» WORK REQUEST
From the first line of the data below, repeat each line exactly until you reach the line with "size: u64) ->"; include that line too.
======== INPUT DATA ========
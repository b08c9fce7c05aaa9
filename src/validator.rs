///
/// Optional debug readback validator (§4.6). Downloads the counter,
/// node and flag buffers after `Build` and checks the three invariants
/// the source's `BVH_VALIDATE` block asserts: every leaf visited exactly
/// once by a depth-first walk from the root, leaves have no children,
/// every flag counter is ≤ 2. Strictly a debug aid, never on the hot
/// path — grounded in `vibe-graph-layout-gpu`'s
/// `read_positions_blocking`'s staging-buffer/`map_async`/`poll(Wait)`
/// readback pattern.

use crate::buffers::BvhBuffers;
use crate::data_structures::primitive::BvhNode;
use crate::error::{BvhError, Result};

fn read_buffer_blocking(device: &wgpu::Device, queue: &wgpu::Queue, source: &wgpu::Buffer, size: u64) -> Vec<u8> {
    let staging = device.create_buffer(&wgpu::BufferDescriptor {
        label: Some("validator_staging"),
        size,
        usage: wgpu::BufferUsages::COPY_DST | wgpu::BufferUsages::MAP_READ,
        mapped_at_creation: false,
    });

    let mut encoder = device.create_command_encoder(&wgpu::CommandEncoderDescriptor {
        label: Some("validator_readback_encoder"),
    });
    encoder.copy_buffer_to_buffer(source, 0, &staging, 0, size);
    queue.submit(Some(encoder.finish()));

    let slice = staging.slice(..);
    let (tx, rx) = std::sync::mpsc::channel();
    slice.map_async(wgpu::MapMode::Read, move |result| {
        tx.send(result).unwrap();
    });
    device.poll(wgpu::Maintain::Wait);
    rx.recv().unwrap().expect("failed to map validator staging buffer");

    let data = slice.get_mapped_range().to_vec();
    staging.unmap();
    data
}

/// Depth-first traversal from root; checks each leaf is visited exactly
/// once and has no children, returns the error for the first violation
/// found, if any.
fn validate_traversal(nodes: &[BvhNode], primitive_count: u32) -> Result<()> {
    if primitive_count <= 1 {
        return Ok(());
    }
    let leaf_offset = primitive_count - 1;
    let mut visited = vec![false; primitive_count as usize];

    fn walk(
        nodes: &[BvhNode],
        index: u32,
        leaf_offset: u32,
        visited: &mut [bool],
    ) -> Result<()> {
        if index >= leaf_offset {
            let local = (index - leaf_offset) as usize;
            if visited[local] {
                return Err(BvhError::ValidationFailed(format!(
                    "leaf {local} visited more than once"
                )));
            }
            visited[local] = true;
            let node = nodes[index as usize];
            if node.left_child != 0 || node.right_child != 0 {
                return Err(BvhError::ValidationFailed(format!(
                    "leaf {local} has non-zero children"
                )));
            }
            return Ok(());
        }
        let node = nodes[index as usize];
        walk(nodes, node.left_child, leaf_offset, visited)?;
        walk(nodes, node.right_child, leaf_offset, visited)
    }

    walk(nodes, 0, leaf_offset, &mut visited)?;
    if visited.iter().any(|&v| !v) {
        return Err(BvhError::ValidationFailed("not every leaf was reached from root".into()));
    }
    Ok(())
}

fn validate_flags(flags: &[u32]) -> Result<()> {
    for (node, &value) in flags.iter().enumerate() {
        if value > 2 {
            return Err(BvhError::CounterMismatch {
                node: node as u32,
                value,
            });
        }
    }
    Ok(())
}

/// Downloads `bvhNodeBuffer` and `bvhFlagBuffer` and runs the §4.6 checks.
/// `primitive_count` is the host's own N for this frame (the same value
/// passed to `GpuBvh::build`); `N = 0` and `N = 1` are accepted
/// trivially, matching §8 boundary cases 10-11.
pub fn validate(device: &wgpu::Device, queue: &wgpu::Queue, buffers: &BvhBuffers, primitive_count: u32) -> Result<()> {
    if primitive_count == 0 {
        return Ok(());
    }

    let node_count = (2 * primitive_count - 1) as u64;
    let node_bytes = node_count * std::mem::size_of::<BvhNode>() as u64;
    let node_data = read_buffer_blocking(device, queue, buffers.bvh_node_buffer(), node_bytes);
    let nodes: &[BvhNode] = bytemuck::cast_slice(&node_data);
    validate_traversal(nodes, primitive_count)?;

    if primitive_count > 1 {
        let flag_count = (primitive_count - 1) as u64;
        let flag_bytes = flag_count * std::mem::size_of::<u32>() as u64;
        let flag_data = read_buffer_blocking(device, queue, buffers.bvh_flag_buffer(), flag_bytes);
        let flags: &[u32] = bytemuck::cast_slice(&flag_data);
        validate_flags(flags)?;
    }

    Ok(())
}

#[cfg(test)]
mod tests {
    use super::*;
    use crate::data_structures::primitive::INVALID_INDEX;
    use crate::data_structures::vector::{Vec3, Vec3f32};

    fn leaf(min: Vec3f32, max: Vec3f32) -> BvhNode {
        BvhNode::leaf(min, max)
    }

    #[test]
    fn single_leaf_tree_validates() {
        let nodes = vec![leaf(Vec3::<f32>(0.0, 0.0, 0.0), Vec3::<f32>(1.0, 1.0, 1.0))];
        assert!(validate_traversal(&nodes, 1).is_ok());
    }

    #[test]
    fn two_leaf_tree_validates() {
        let nodes = vec![
            BvhNode::internal(1, 2),
            leaf(Vec3::<f32>(0.0, 0.0, 0.0), Vec3::<f32>(1.0, 1.0, 1.0)),
            leaf(Vec3::<f32>(2.0, 2.0, 2.0), Vec3::<f32>(3.0, 3.0, 3.0)),
        ];
        assert!(validate_traversal(&nodes, 2).is_ok());
    }

    #[test]
    fn leaf_with_children_fails() {
        let mut bad_leaf = leaf(Vec3::<f32>(0.0, 0.0, 0.0), Vec3::<f32>(1.0, 1.0, 1.0));
        bad_leaf.left_child = 7;
        let nodes = vec![BvhNode::internal(1, 2), bad_leaf, leaf(Vec3::<f32>(2.0, 2.0, 2.0), Vec3::<f32>(3.0, 3.0, 3.0))];
        assert!(validate_traversal(&nodes, 2).is_err());
    }

    #[test]
    fn flag_above_two_is_rejected() {
        assert!(validate_flags(&[0, 1, 2]).is_ok());
        assert!(validate_flags(&[0, 3]).is_err());
    }

    #[test]
    fn invalid_index_sentinel_never_collides_with_real_index() {
        assert_eq!(INVALID_INDEX, u32::MAX);
    }
}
========
» EXERCISE SOLUTION
repository b08c9fce7c05aaa9
filename src/validator.rs
///
/// Optional debug readback validator (§4.6). Downloads the counter,
/// node and flag buffers after `Build` and checks the three invariants
/// the source's `BVH_VALIDATE` block asserts: every leaf visited exactly
/// once by a depth-first walk from the root, leaves have no children,
/// every flag counter is ≤ 2. Strictly a debug aid, never on the hot
/// path — grounded in `vibe-graph-layout-gpu`'s
/// `read_positions_blocking`'s staging-buffer/`map_async`/`poll(Wait)`
/// readback pattern.

use crate::buffers::BvhBuffers;
use crate::data_structures::primitive::BvhNode;
use crate::error::{BvhError, Result};

fn read_buffer_blocking(device: &wgpu::Device, queue: &wgpu::Queue, source: &wgpu::Buffer, size: u64) -> Vec<u8> {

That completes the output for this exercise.